### Requirement
Would you please restate every record exactly as written?

### Data section
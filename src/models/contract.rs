//! Employment contracts.

use chrono::{NaiveDate, NaiveDateTime};
use rust_decimal::Decimal;
use serde::{Deserialize, Serialize};

use crate::error::{HrError, HrResult};

labelled_enum! {
    /// Kind of employment contract.
    pub enum ContractType {
        /// Open-ended.
        Permanent => "Permanent",
        /// Fixed term.
        Temporary => "Temporary",
        /// Probation.
        Trial => "Trial",
        /// Seasonal work.
        Seasonal => "Seasonal",
        /// Independent contractor.
        Freelance => "Freelance/Independent",
    }
}

labelled_enum! {
    /// Where a contract is in its life.
    pub enum ContractLifecycle {
        /// Not yet approved.
        Draft => "Draft",
        /// In force.
        Active => "Active",
        /// Past its end date without renewal.
        Expired => "Expired",
        /// Ended early.
        Terminated => "Terminated",
        /// In force, and the end date is within the notice period.
        UpcomingRenewal => "Upcoming Renewal",
        /// Auto-renewed past its previous end date; in force.
        Renewed => "Renewed",
    }
}

labelled_enum! {
    /// Approval state shared by contracts.
    pub enum ApprovalStatus {
        /// Waiting for the approver.
        PendingApproval => "Pending Approval",
        /// Approved.
        Approved => "Approved",
        /// Rejected.
        Rejected => "Rejected",
    }
}

/// A stored contract.
#[derive(Debug, Clone, PartialEq, Eq, Serialize, Deserialize)]
pub struct Contract {
    /// Row id.
    pub id: i64,
    /// Employee id.
    pub employee_id: String,
    /// Contract kind.
    pub contract_type: ContractType,
    /// First day in force.
    pub start_date: NaiveDate,
    /// Initial term in years.
    pub initial_duration_years: Option<i64>,
    /// Current end date, moved forward on renewal. `None` for open-ended.
    pub current_end_date: Option<NaiveDate>,
    /// Renews automatically at the end date.
    pub is_auto_renewable: bool,
    /// Years added per renewal.
    pub renewal_term_years: Option<i64>,
    /// Days of notice before the end date.
    pub notice_period_days: i64,
    /// Lifecycle state.
    pub lifecycle_status: ContractLifecycle,
    /// Approval state.
    pub approval_status: ApprovalStatus,
    /// User expected to approve.
    pub assigned_approver_user_id: Option<i64>,
    /// Approver's comments.
    pub approval_comments: Option<String>,
    /// User who decided.
    pub approval_processed_by_user_id: Option<i64>,
    /// When it was decided.
    pub approval_processed_date: Option<NaiveDateTime>,
    /// Free-text terms.
    pub custom_terms: Option<String>,
    /// Position at signing.
    pub position: Option<String>,
    /// Salary at signing.
    pub salary: Option<Decimal>,
    /// Created timestamp.
    pub created_at: NaiveDateTime,
    /// Last update timestamp.
    pub updated_at: NaiveDateTime,
}

/// Fields supplied when drafting a contract.
#[derive(Debug, Clone, PartialEq, Eq, Serialize, Deserialize)]
pub struct NewContract {
    /// Employee id.
    pub employee_id: String,
    /// Contract kind.
    pub contract_type: ContractType,
    /// First day in force.
    pub start_date: NaiveDate,
    /// Initial term in years; sets the end date when given.
    pub initial_duration_years: Option<i64>,
    /// Renews automatically.
    pub is_auto_renewable: bool,
    /// Years per renewal.
    pub renewal_term_years: Option<i64>,
    /// Notice period; 30 days when absent.
    pub notice_period_days: Option<i64>,
    /// Free-text terms.
    pub custom_terms: Option<String>,
    /// Position at signing.
    pub position: Option<String>,
    /// Salary at signing.
    pub salary: Option<Decimal>,
}

/// Notice period used when none is given.
pub const DEFAULT_NOTICE_PERIOD_DAYS: i64 = 30;

impl NewContract {
    /// Checks durations and that auto-renewal has a term.
    pub fn validate(&self) -> HrResult<()> {
        if self.initial_duration_years.is_some_and(|y| y <= 0) {
            return Err(HrError::invalid("initial_duration_years", "must be positive"));
        }
        if self.notice_period_days.is_some_and(|d| d < 0) {
            return Err(HrError::invalid("notice_period_days", "must not be negative"));
        }
        if self.is_auto_renewable && !self.renewal_term_years.is_some_and(|y| y > 0) {
            return Err(HrError::invalid(
                "renewal_term_years",
                "auto-renewable contracts need a positive renewal term",
            ));
        }
        Ok(())
    }

    /// End date implied by the start date and initial term.
    pub fn end_date(&self) -> Option<NaiveDate> {
        let years = self.initial_duration_years?;
        add_years(self.start_date, years)
    }
}

/// Adds whole years, clamping Feb 29 to Feb 28.
pub(crate) fn add_years(date: NaiveDate, years: i64) -> Option<NaiveDate> {
    let months = u32::try_from(years.checked_mul(12)?).ok()?;
    date.checked_add_months(chrono::Months::new(months))
}

#[cfg(test)]
mod tests {
    use super::*;

    fn new_contract() -> NewContract {
        NewContract {
            employee_id: "EMP0001".to_string(),
            contract_type: ContractType::Temporary,
            start_date: NaiveDate::from_ymd_opt(2024, 2, 29).unwrap(),
            initial_duration_years: Some(1),
            is_auto_renewable: false,
            renewal_term_years: None,
            notice_period_days: None,
            custom_terms: None,
            position: None,
            salary: None,
        }
    }

    #[test]
    fn test_end_date_clamps_leap_day() {
        assert_eq!(
            new_contract().end_date(),
            NaiveDate::from_ymd_opt(2025, 2, 28)
        );
    }

    #[test]
    fn test_auto_renew_requires_term() {
        let mut c = new_contract();
        c.is_auto_renewable = true;
        assert!(c.validate().is_err());
        c.renewal_term_years = Some(1);
        assert!(c.validate().is_ok());
    }

    #[test]
    fn test_freelance_label() {
        assert_eq!(
            "Freelance/Independent".parse::<ContractType>().unwrap(),
            ContractType::Freelance
        );
    }
}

### Written reply
filename src/models/contract.rs
//! Employment contracts.

use chrono::{NaiveDate, NaiveDateTime};
use rust_decimal::Decimal;
use serde::{Deserialize, Serialize};

use crate::error::{HrError, HrResult};

labelled_enum! {
    /// Kind of employment contract.
    pub enum ContractType {
        /// Open-ended.
        Permanent => "Permanent",
        /// Fixed term.
        Temporary => "Temporary",
        /// Probation.
        Trial => "Trial",
        /// Seasonal work.
        Seasonal => "Seasonal",
        /// Independent contractor.
        Freelance => "Freelance/Independent",
    }
}

labelled_enum! {
    /// Where a contract is in its life.
    pub enum ContractLifecycle {
        /// Not yet approved.
        Draft => "Draft",
        /// In force.
        Active => "Active",
        /// Past its end date without renewal.
        Expired => "Expired",
        /// Ended early.
        Terminated => "Terminated",
        /// In force, and the end date is within the notice period.
        UpcomingRenewal => "Upcoming Renewal",
        /// Auto-renewed past its previous end date; in force.
        Renewed => "Renewed",
    }
}

labelled_enum! {
    /// Approval state shared by contracts.
    pub enum ApprovalStatus {
        /// Waiting for the approver.
        PendingApproval => "Pending Approval",
        /// Approved.
        Approved => "Approved",
        /// Rejected.
        Rejected => "Rejected",
    }
}

/// A stored contract.
#[derive(Debug, Clone, PartialEq, Eq, Serialize, Deserialize)]
pub struct Contract {
    /// Row id.
    pub id: i64,
    /// Employee id.
    pub employee_id: String,
    /// Contract kind.
    pub contract_type: ContractType,
    /// First day in force.
    pub start_date: NaiveDate,
    /// Initial term in years.
    pub initial_duration_years: Option<i64>,
    /// Current end date, moved forward on renewal. `None` for open-ended.
    pub current_end_date: Option<NaiveDate>,
    /// Renews automatically at the end date.
    pub is_auto_renewable: bool,
    /// Years added per renewal.
    pub renewal_term_years: Option<i64>,
    /// Days of notice before the end date.
    pub notice_period_days: i64,
    /// Lifecycle state.
    pub lifecycle_status: ContractLifecycle,
    /// Approval state.
    pub approval_status: ApprovalStatus,
    /// User expected to approve.
    pub assigned_approver_user_id: Option<i64>,
    /// Approver's comments.
    pub approval_comments: Option<String>,
    /// User who decided.
    pub approval_processed_by_user_id: Option<i64>,
    /// When it was decided.
    pub approval_processed_date: Option<NaiveDateTime>,
    /// Free-text terms.
    pub custom_terms: Option<String>,
    /// Position at signing.
    pub position: Option<String>,
    /// Salary at signing.
    pub salary: Option<Decimal>,
    /// Created timestamp.
    pub created_at: NaiveDateTime,
    /// Last update timestamp.
    pub updated_at: NaiveDateTime,
}

/// Fields supplied when drafting a contract.
#[derive(Debug, Clone, PartialEq, Eq, Serialize, Deserialize)]
pub struct NewContract {
    /// Employee id.
    pub employee_id: String,
    /// Contract kind.
    pub contract_type: ContractType,
    /// First day in force.
    pub start_date: NaiveDate,
    /// Initial term in years; sets the end date when given.
    pub initial_duration_years: Option<i64>,
    /// Renews automatically.
    pub is_auto_renewable: bool,
    /// Years per renewal.
    pub renewal_term_years: Option<i64>,
    /// Notice period; 30 days when absent.
    pub notice_period_days: Option<i64>,
    /// Free-text terms.
    pub custom_terms: Option<String>,
    /// Position at signing.
    pub position: Option<String>,
    /// Salary at signing.
    pub salary: Option<Decimal>,
}

/// Notice period used when none is given.
pub const DEFAULT_NOTICE_PERIOD_DAYS: i64 = 30;

impl NewContract {
    /// Checks durations and that auto-renewal has a term.
    pub fn validate(&self) -> HrResult<()> {
        if self.initial_duration_years.is_some_and(|y| y <= 0) {
            return Err(HrError::invalid("initial_duration_years", "must be positive"));
        }
        if self.notice_period_days.is_some_and(|d| d < 0) {
            return Err(HrError::invalid("notice_period_days", "must not be negative"));
        }
        if self.is_auto_renewable && !self.renewal_term_years.is_some_and(|y| y > 0) {
            return Err(HrError::invalid(
                "renewal_term_years",
                "auto-renewable contracts need a positive renewal term",
            ));
        }
        Ok(())
    }

    /// End date implied by the start date and initial term.
    pub fn end_date(&self) -> Option<NaiveDate> {
        let years = self.initial_duration_years?;
        add_years(self.start_date, years)
    }
}

/// Adds whole years, clamping Feb 29 to Feb 28.
pub(crate) fn add_years(date: NaiveDate, years: i64) -> Option<NaiveDate> {
    let months = u32::try_from(years.checked_mul(12)?).ok()?;
    date.checked_add_months(chrono::Months::new(months))
}

#[cfg(test)]
mod tests {
    use super::*;

    fn new_contract() -> NewContract {
        NewContract {
            employee_id: "EMP0001".to_string(),
            contract_type: ContractType::Temporary,
            start_date: NaiveDate::from_ymd_opt(2024, 2, 29).unwrap(),
            initial_duration_years: Some(1),
            is_auto_renewable: false,
            renewal_term_years: None,
            notice_period_days: None,
            custom_terms: None,
            position: None,
            salary: None,
        }
    }

    #[test]
    fn test_end_date_clamps_leap_day() {
        assert_eq!(
            new_contract().end_date(),
            NaiveDate::from_ymd_opt(2025, 2, 28)
        );
    }

    #[test]
    fn test_auto_renew_requires_term() {
        let mut c = new_contract();
        c.is_auto_renewable = true;
        assert!(c.validate().is_err());
        c.renewal_term_years = Some(1);
        assert!(c.validate().is_ok());
    }

    #[test]
    fn test_freelance_label() {
        assert_eq!(
            "Freelance/Independent".parse::<ContractType>().unwrap(),
            ContractType::Freelance
        );
    }
}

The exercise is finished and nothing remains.